[Input data — start]

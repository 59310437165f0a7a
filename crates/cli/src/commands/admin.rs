//! Admin user management commands.
//!
//! # Usage
//!
//! ```bash
//! lakk-cli admin create -e admin@example.com -p "a strong password"
//! ```
//!
//! # Environment Variables
//!
//! - `LAKKERIET_DATABASE_URL` - `SQLite` connection string

use secrecy::SecretString;
use thiserror::Error;

use lakkeriet_core::{Email, EmailError};
use lakkeriet_storefront::db::{self, RepositoryError, UserRepository};
use lakkeriet_storefront::services::auth::{AuthError, hash_password, validate_password};

/// Errors that can occur during admin operations.
#[derive(Debug, Error)]
pub enum AdminError {
    /// Required environment variable is missing.
    #[error("Missing environment variable: {0}")]
    MissingEnvVar(&'static str),

    /// Database connection error.
    #[error("Database error: {0}")]
    Database(#[from] sqlx::Error),

    /// Repository error.
    #[error("Database error: {0}")]
    Repository(#[from] RepositoryError),

    /// Invalid email.
    #[error("Invalid email: {0}")]
    InvalidEmail(#[from] EmailError),

    /// Password rejected or hashing failed.
    #[error("Password error: {0}")]
    Password(#[from] AuthError),
}

/// Create an admin user, leaving an existing account untouched.
///
/// # Errors
///
/// Returns `AdminError` if the email or password is rejected or a
/// database step fails.
pub async fn create(email: &str, password: &str) -> Result<(), AdminError> {
    dotenvy::dotenv().ok();

    let database_url: SecretString = std::env::var("LAKKERIET_DATABASE_URL")
        .map_err(|_| AdminError::MissingEnvVar("LAKKERIET_DATABASE_URL"))?
        .into();

    let email = Email::parse(email)?;
    validate_password(password)?;
    let password_hash = hash_password(password)?;

    let pool = db::create_pool(&database_url).await?;

    let created = UserRepository::new(&pool)
        .ensure_admin(&email, &password_hash)
        .await?;

    if created {
        tracing::info!(%email, "admin user created");
    } else {
        tracing::info!(%email, "account already exists, left untouched");
    }

    Ok(())
}
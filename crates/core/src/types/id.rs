//! Per-entity ID newtypes.
//!
//! Each table gets its own ID type so a `ProductId` cannot silently stand
//! in for an `OrderId` in a query or a session value.

/// Declare an ID newtype over `i64` (`SQLite` rowids are 64-bit).
///
/// The generated type is `Copy`, ordered (carts iterate their entries by
/// ascending product ID), hashable, transparent for serde, and converts
/// to and from the raw `i64` via `new()`/`as_i64()` and the `From` impls.
///
/// ```rust
/// # use lakkeriet_core::define_id;
/// define_id!(UserId);
/// define_id!(OrderId);
///
/// let user_id = UserId::new(1);
/// // A UserId is not an OrderId; assigning one to the other won't compile.
/// assert_eq!(user_id.as_i64(), 1);
/// ```
#[macro_export]
macro_rules! define_id {
    ($name:ident) => {
        #[derive(
            Debug,
            Clone,
            Copy,
            PartialEq,
            Eq,
            Hash,
            PartialOrd,
            Ord,
            ::serde::Serialize,
            ::serde::Deserialize
        )]
        #[serde(transparent)]
        pub struct $name(i64);

        impl $name {
            /// Wrap a raw database ID.
            #[must_use]
            pub const fn new(id: i64) -> Self {
                Self(id)
            }

            /// The raw database ID.
            #[must_use]
            pub const fn as_i64(&self) -> i64 {
                self.0
            }
        }

        impl ::core::fmt::Display for $name {
            fn fmt(&self, f: &mut ::core::fmt::Formatter<'_>) -> ::core::fmt::Result {
                write!(f, "{}", self.0)
            }
        }

        impl From<i64> for $name {
            fn from(id: i64) -> Self {
                Self(id)
            }
        }

        impl From<$name> for i64 {
            fn from(id: $name) -> Self {
                id.0
            }
        }
    };
}

define_id!(UserId);
define_id!(ProductId);
define_id!(OrderId);
define_id!(OrderLineId);
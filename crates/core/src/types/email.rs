//! Validated email address.

use core::fmt;

use serde::{Deserialize, Serialize};

/// Longest address accepted, per RFC 5321.
const MAX_LEN: usize = 254;

/// Why a string was rejected as an email address.
#[derive(thiserror::Error, Debug, Clone)]
pub enum EmailError {
    /// Nothing to parse.
    #[error("address is empty")]
    Empty,
    /// Longer than the RFC 5321 limit.
    #[error("address exceeds {MAX_LEN} characters")]
    TooLong,
    /// No `@` separator.
    #[error("address has no @")]
    MissingAtSymbol,
    /// Nothing before the `@`.
    #[error("address has nothing before the @")]
    EmptyLocalPart,
    /// Nothing after the `@`.
    #[error("address has nothing after the @")]
    EmptyDomain,
}

/// An email address that passed structural validation.
///
/// Validation is deliberately shallow: a non-empty local part and domain
/// around a single `@`, within the RFC 5321 length limit. Deliverability
/// is not checked; the address is the login identifier, nothing more.
/// Surrounding whitespace from form input is trimmed before validation.
///
/// ```
/// use lakkeriet_core::Email;
///
/// assert!(Email::parse("kari@example.com").is_ok());
/// assert!(Email::parse("  kari@example.com ").is_ok());
/// assert!(Email::parse("kari.example.com").is_err());
/// ```
#[derive(Debug, Clone, Serialize, Deserialize, PartialEq, Eq, Hash)]
#[serde(transparent)]
pub struct Email(String);

impl Email {
    /// Validate a string as an email address.
    ///
    /// # Errors
    ///
    /// Returns [`EmailError`] naming the first structural problem found.
    pub fn parse(input: &str) -> Result<Self, EmailError> {
        let trimmed = input.trim();

        if trimmed.is_empty() {
            return Err(EmailError::Empty);
        }
        if trimmed.len() > MAX_LEN {
            return Err(EmailError::TooLong);
        }

        let (local, domain) = trimmed.split_once('@').ok_or(EmailError::MissingAtSymbol)?;
        if local.is_empty() {
            return Err(EmailError::EmptyLocalPart);
        }
        if domain.is_empty() {
            return Err(EmailError::EmptyDomain);
        }

        Ok(Self(trimmed.to_owned()))
    }

    /// The address as a string slice.
    #[must_use]
    pub fn as_str(&self) -> &str {
        &self.0
    }
}

impl fmt::Display for Email {
    fn fmt(&self, f: &mut fmt::Formatter<'_>) -> fmt::Result {
        f.write_str(&self.0)
    }
}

[Input data — finish]

Instructions for the task
Return only the number of lines in the entries that contain the string "Copy".

Your response
2